Challenges for pathological image classification. a Gigapixel TCT image for cervical carcinoma. b An example of a mislabeled patch from the BACH dataset. The normal patch is labeled as benign

In this paper, we propose a deep learning framework to classify the pathological images. The main contributions can be summarized as follows:

1) An active learning strategy is proposed to remove mislabeled patches from the training set for deep learning networks. Compared to the typical active learning that iteratively trains a model with the incrementally labeled data, the proposed strategy - deep-reverse active learning (DRAL) - can be seen as a reverse of the typical process.

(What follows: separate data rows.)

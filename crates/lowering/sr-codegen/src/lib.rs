//! Code generation: syntax tree → SSA module
//!
//! The generator walks the tree once, fail-fast: the first construct it cannot
//! lower aborts the unit with a [`CodegenError`]. Module-level statements go
//! into an implicit [`ENTRY_FUNCTION`]. Variables live in storage cells
//! (internal globals at module scope, entry-block allocas inside functions)
//! that are loaded on read and stored on write, so the builder never has to
//! rename values.

mod error;
mod generator;
mod names;
mod ops;

pub use error::CodegenError;
pub use generator::{Binding, CodeGenerator, DEFAULT_PARAMETER_TYPE};
pub use names::NameAllocator;
pub use sr_ssa::ENTRY_FUNCTION;

use sr_ssa::Module;
use sr_syntax::SyntaxNode;

/// Lowers `root` into a fresh module called `module_name`
pub fn generate(root: &SyntaxNode, module_name: &str) -> Result<Module, CodegenError> {
    CodeGenerator::new(module_name).generate(root)
}
//! Symbols tracked by scopes

use indexmap::IndexMap;
use serde::{Deserialize, Serialize};

/// Type tag of a symbol whose type is inferred later
pub const AUTO: &str = "auto";

/// Type tag of a symbol whose type could not be determined
pub const ANY: &str = "Any";

/// Compile-time value carried by builtin constants
#[derive(Debug, Clone, Copy, PartialEq, Eq, Serialize, Deserialize)]
pub enum Literal {
    /// `True` or `False`
    Bool(bool),
    /// `None`
    None,
}

/// Field of a class symbol
#[derive(Debug, Clone, PartialEq, Eq, Serialize, Deserialize)]
pub struct Field {
    /// Declared type tag
    pub ty: String,
    /// Position in the structural layout
    pub index: u32,
}

/// What a symbol names
#[derive(Debug, Clone, PartialEq, Eq, Serialize, Deserialize)]
pub enum SymbolKind {
    /// A builtin or declared type
    Type,
    /// Immutable builtin constant
    Constant,
    /// Variable introduced by a declaration or assignment
    Variable,
    /// Function parameter
    Parameter,
    /// Function, with its parameter names in order
    Function {
        /// Parameter names
        params: Vec<String>,
    },
    /// Class with a flat structural layout
    Class {
        /// Fields by name, in declaration order
        fields: IndexMap<String, Field>,
    },
}

/// A named entity owned by one scope.
///
/// `S` is the backing storage bound to the symbol. The analyzer never binds
/// storage and uses `()`; code generation binds the IR value that holds the
/// symbol.
#[derive(Debug, Clone, PartialEq)]
pub struct Symbol<S = ()> {
    /// Name, unique in the owning scope
    pub name: String,
    /// Declared type tag (`"int"`, a class name, [`AUTO`] or [`ANY`])
    pub ty: String,
    /// What the symbol names
    pub kind: SymbolKind,
    /// Whether the symbol may be reassigned
    pub mutable: bool,
    /// Backing storage, once bound
    pub storage: Option<S>,
    /// Compile-time value, for constants
    pub literal: Option<Literal>,
}

impl<S> Symbol<S> {
    fn with_kind(name: impl Into<String>, ty: impl Into<String>, kind: SymbolKind) -> Self {
        let mutable = matches!(kind, SymbolKind::Variable | SymbolKind::Parameter);
        Self {
            name: name.into(),
            ty: ty.into(),
            kind,
            mutable,
            storage: None,
            literal: None,
        }
    }

    /// Mutable variable of type `ty`
    pub fn variable(name: impl Into<String>, ty: impl Into<String>) -> Self {
        Self::with_kind(name, ty, SymbolKind::Variable)
    }

    /// Function parameter of type `ty`
    pub fn parameter(name: impl Into<String>, ty: impl Into<String>) -> Self {
        Self::with_kind(name, ty, SymbolKind::Parameter)
    }

    /// Function returning `return_type`
    pub fn function(
        name: impl Into<String>,
        return_type: impl Into<String>,
        params: Vec<String>,
    ) -> Self {
        Self::with_kind(name, return_type, SymbolKind::Function { params })
    }

    /// Class whose type tag is its own name
    pub fn class(name: impl Into<String>, fields: IndexMap<String, Field>) -> Self {
        let name = name.into();
        Self::with_kind(name.clone(), name, SymbolKind::Class { fields })
    }

    /// Builtin type
    pub fn type_name(name: impl Into<String>) -> Self {
        let name = name.into();
        Self::with_kind(name.clone(), name, SymbolKind::Type)
    }

    /// Immutable constant with a compile-time value
    pub fn constant(name: impl Into<String>, ty: impl Into<String>, literal: Literal) -> Self {
        Self {
            literal: Some(literal),
            ..Self::with_kind(name, ty, SymbolKind::Constant)
        }
    }

    /// Binds backing storage
    #[must_use]
    pub fn with_storage(mut self, storage: S) -> Self {
        self.storage = Some(storage);
        self
    }

    /// Parameter names, for function symbols
    pub fn params(&self) -> Option<&[String]> {
        match &self.kind {
            SymbolKind::Function { params } => Some(params),
            _ => None,
        }
    }

    /// Field table, for class symbols
    pub fn fields(&self) -> Option<&IndexMap<String, Field>> {
        match &self.kind {
            SymbolKind::Class { fields } => Some(fields),
            _ => None,
        }
    }

    /// Whether the symbol names a type (builtin or class)
    pub fn is_type(&self) -> bool {
        matches!(self.kind, SymbolKind::Type | SymbolKind::Class { .. })
    }
}

#[cfg(test)]
mod tests {
    use super::*;

    #[test]
    fn test_constructors_set_mutability() {
        let variable: Symbol = Symbol::variable("x", "int");
        assert!(variable.mutable);
        let constant: Symbol = Symbol::constant("True", "bool", Literal::Bool(true));
        assert!(!constant.mutable);
        assert_eq!(constant.literal, Some(Literal::Bool(true)));
        let function: Symbol = Symbol::function("f", "int", vec!["a".into()]);
        assert_eq!(function.params(), Some(&["a".to_string()][..]));
        assert!(!function.mutable);
    }

    #[test]
    fn test_class_type_tag_is_its_name() {
        let mut fields = IndexMap::new();
        fields.insert(
            "x".to_string(),
            Field {
                ty: "int".into(),
                index: 0,
            },
        );
        let class: Symbol<u8> = Symbol::class("Point", fields).with_storage(3);
        assert_eq!(class.ty, "Point");
        assert!(class.is_type());
        assert_eq!(class.storage, Some(3));
        assert_eq!(class.fields().map(IndexMap::len), Some(1));
    }

    #[test]
    fn test_class_kind_serializes_fields_in_order() {
        let mut fields = IndexMap::new();
        for (index, name) in ["y", "x"].into_iter().enumerate() {
            fields.insert(
                name.to_string(),
                Field {
                    ty: "float".into(),
                    index: index as u32,
                },
            );
        }
        let kind = SymbolKind::Class { fields };
        let json = serde_json::to_string(&kind).unwrap();
        assert_eq!(
            json,
            r#"{"Class":{"fields":{"y":{"ty":"float","index":0},"x":{"ty":"float","index":1}}}}"#
        );
        let back: SymbolKind = serde_json::from_str(&json).unwrap();
        assert_eq!(back, kind);
    }
}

2) An advanced network architecture - atrous DenseNet (ADN) - is proposed for classification of the pathological images. We replace the common convolution of DenseNet with the atrous convolution to achieve multiscale feature extraction.

3) Experiments are conducted on three pathological datasets. The results demonstrate the outstanding classification accuracy of the proposed DRAL + ADN framework.

Active Learning

Active learning (AL) aims to decrease the cost of expert labeling without compromising classification performance [4]. This approach first selects the most ambiguous/uncertain samples in the unlabeled pool for annotation and then retrains the machine learning model with the newly labeled data. Consequently, this augmentation increases the size of the training dataset. Wang [4] proposed the first active learning approach for deep learning. The approach used three metrics for data selection: least confidence, margin sampling, and entropy. Rahhal et al. [5] suggested using entropy and Breaking-Ties (BT) as confidence metrics for selection of electrocardiogram signals in the active learning process. Researchers recently began to employ active learning for medical image analysis. Yang [6] proposed an active learning-based framework - a stack of fully convolutional networks (FCNs) - to address the task of segmentation of biomedical images. The framework adopted the FCNs results as the metric for uncertainty and similarity. Zhou [7] proposed a method called active incremental fine-tuning (AIFT) to integrate active learning and transfer learning into a single framework. The AIFT was tested on three medical image datasets and achieved satisfactory results. Nan [8] made the first attempt at employing active learning for analysis of pathological images. In this study, an improved active learning based framework (reiterative learning) was proposed to leverage the requirement of a human prediction.

Although active learning is an extensively studied area, it is not appropriate for the task of patch-level pathological image classification. The aim of data selection for patch-level pathological image classification is to remove the mislabeled patches from the training set, which is different from the traditional active learning, i.e., incremental augmentation of the training set. To address this challenge, we propose deep-reverse active learning (DRAL) for patch-level data selection. We acknowledge that the idea of reverse active learning has been proposed in 2012 [9]. Therefore, we hope to highlight the difference between the RAL proposed in that study and ours. First, the typical RAL [9] is proposed for clinical language processing, while ours is for 2-D pathological images. Consequently, the criteria for removing mislabeled (negative) samples are totally different. Second, the typical RAL [9] is developed on the LIBSVM software. In contrast, we adopt the deep learning network as the backbone of the machine learning algorithm, and remove the noisy samples by using the data augmentation approach of deep learning.

Deep Learning-based Pathological Image Analysis

The development of the deep convolutional network was inspired by Krizhevsky, who won the ILSVRC 2012 competition with the eight-layer AlexNet [1]. In the following competitions, a number of new networks such as VGG [10] and GoogLeNet [11], were proposed. He et al. [12], the ILSVRC 2015 winner, proposed a much deeper convolutional network, ResNet, to address the training problem of ultradeep convolutional networks. Recently, the densely connected network (DenseNet) proposed by Huang [13] outperformed the ResNet on various datasets.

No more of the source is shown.